Friday, March 18, 2016

Peabody Coal and the Evils of Late Capitalism

Peabody Coal is the world's largest private coal company. It is also in bad financial trouble; since 2011 the price of its stock has fallen from more than $1000 a share to $2.19. It is likely to declare bankruptcy soon. And the company has already signaled what it plans to do in bankruptcy, which is shed its obligations to retirees. The deal coal companies offered their workers was always that while the work was dirty and dangerous, eventually miners would be able to retire on generous pensions, with good health care.

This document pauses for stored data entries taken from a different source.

// Dev utility: import master production schedule rows from CSV into the work order store.
//
// Usage:
//   cargo run --bin seed_schedule_catalog -- <csv_path> [db_path]
//
// CSV header: mps_id,product_name,date_start,date_end,quantity

use std::path::PathBuf;

use anyhow::{bail, Context};
use mes_work_order::app::{get_default_db_path, AppState};
use mes_work_order::importer::ScheduleCsvImporter;
use mes_work_order::logging;

fn main() -> anyhow::Result<()> {
    logging::init();

    let mut args = std::env::args().skip(1);
    let csv_path = match args.next() {
        Some(p) => PathBuf::from(p),
        None => bail!("usage: seed_schedule_catalog <csv_path> [db_path]"),
    };
    let db_path = args.next().unwrap_or_else(get_default_db_path);

    let (items, summary) = ScheduleCsvImporter::parse_file(&csv_path)
        .with_context(|| format!("failed to parse {}", csv_path.display()))?;

    let state = AppState::new(db_path.clone()).map_err(anyhow::Error::msg)?;
    let imported = ScheduleCsvImporter::import(&state.work_order_api, &items)?;

    println!(
        "db={} rows={} imported={} skipped_blank={}",
        db_path, summary.total_rows, imported, summary.skipped_blank
    );
    Ok(())
}
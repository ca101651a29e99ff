// ==========================================
// 制造运营管理系统 - 调用凭据
// ==========================================
// 会话由外部认证模块提供，这里只负责携带
// ==========================================

use std::fmt;

#[derive(Clone, PartialEq, Eq)]
pub struct Credentials {
    pub token: String,
    pub user_id: String,
}

impl Credentials {
    pub fn new(token: impl Into<String>, user_id: impl Into<String>) -> Self {
        Self {
            token: token.into(),
            user_id: user_id.into(),
        }
    }

    pub fn is_blank(&self) -> bool {
        self.token.trim().is_empty()
    }
}

// token 不进日志
impl fmt::Debug for Credentials {
    fn fmt(&self, f: &mut fmt::Formatter<'_>) -> fmt::Result {
        f.debug_struct("Credentials")
            .field("token", &"***")
            .field("user_id", &self.user_id)
            .finish()
    }
}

Not any more. Peabody has been dreaming up ways to shed those obligations for years:
In 2007, Peabody created a new entity called Patriot Coal, and transferred to it 13 percent of its coal reserves. It also transferred to it about 40 percent of its health care liabilities—the obligations for 8,400 former Peabody employees. A year later, Patriot Coal was loaded up with even more liabilities when it acquired Magnum Coal, an offshoot of the country’s second-largest mining company, Arch Coal. This left Patriot with responsibility for another 2,300 retirees, and, by last year, total liabilities of $1.37 billion. Patriot Coal is now [2013] seeking Chapter 11 bankruptcy, through which it will seek to limit or discharge its pension and health obligations to 22,000 retired miners and their spouses, 90 percent of whom never worked for Patriot Coal.
Nice trick, no?

But, ok, the coal industry is in trouble, and the whole country is moving away from generous pensions. So some people would be sympathetic toward these companies, if their executives weren't so nakedly enriching themselves at everyone else's expense. During the period when the stock price fell 99.8%, what happened to the salary of Peabody's CEO? You guessed it, it rose from $10 million a year to $11 million.

When Patriot Coal applied to the bankruptcy judge to shed its pension obligations (which she approved), it also applied to pay its executives $7 million in "retention bonuses." The judge approved that, too.

I honestly don't understand how these men can look at themselves in the mirror every morning. For the fact that they obviously can, I blame Reagan, Thatcher, and the rest of the Randian crew of modern conservatism. They faced real economic problems in the 1970s and carried out some important reforms, but they also spread the gospel that businessmen are heroes deserving of as much money as they can pocket, and workers who strike or otherwise fight for what they have been promised are nothing but whining losers. The most important thing we could do for America would be simply to insist that their behavior is unacceptable. But the rise of Donald Trump shows how hard that is going to be.

2 comments:

Shadow said...

"[B]ut they also spread the gospel that businessmen are heroes deserving of as much money as they can pocket, and workers who strike or otherwise fight for what they have been promised are nothing but whining losers."

I rather had thought this began in the 90's, during Clinton's administration, when the stock market exploded and everyone wanted to become a millionaire and thought they could. It was then that I heard people proudly proclaiming the wonders of greed, its inherent goodness, and it was then when laying off employees became fashionable because it improved the bottom line and raised stock prices. That was the era of excess. Perhaps Reagan and Thatcher seeded the landscape though.

Unknown said...

It seems to me there's a real opportunity here for the Democrats. I'd like to see what would happen if there were a Democratic candidate who could forthrightly push BOTH Black Lives Matter and forcing coal to pay the pensions, simultaneously and with muscular rhetoric on both counts. If working class whites would vote for such a candidate, I would say there is hope for American democracy that goes beyond mere muddling through.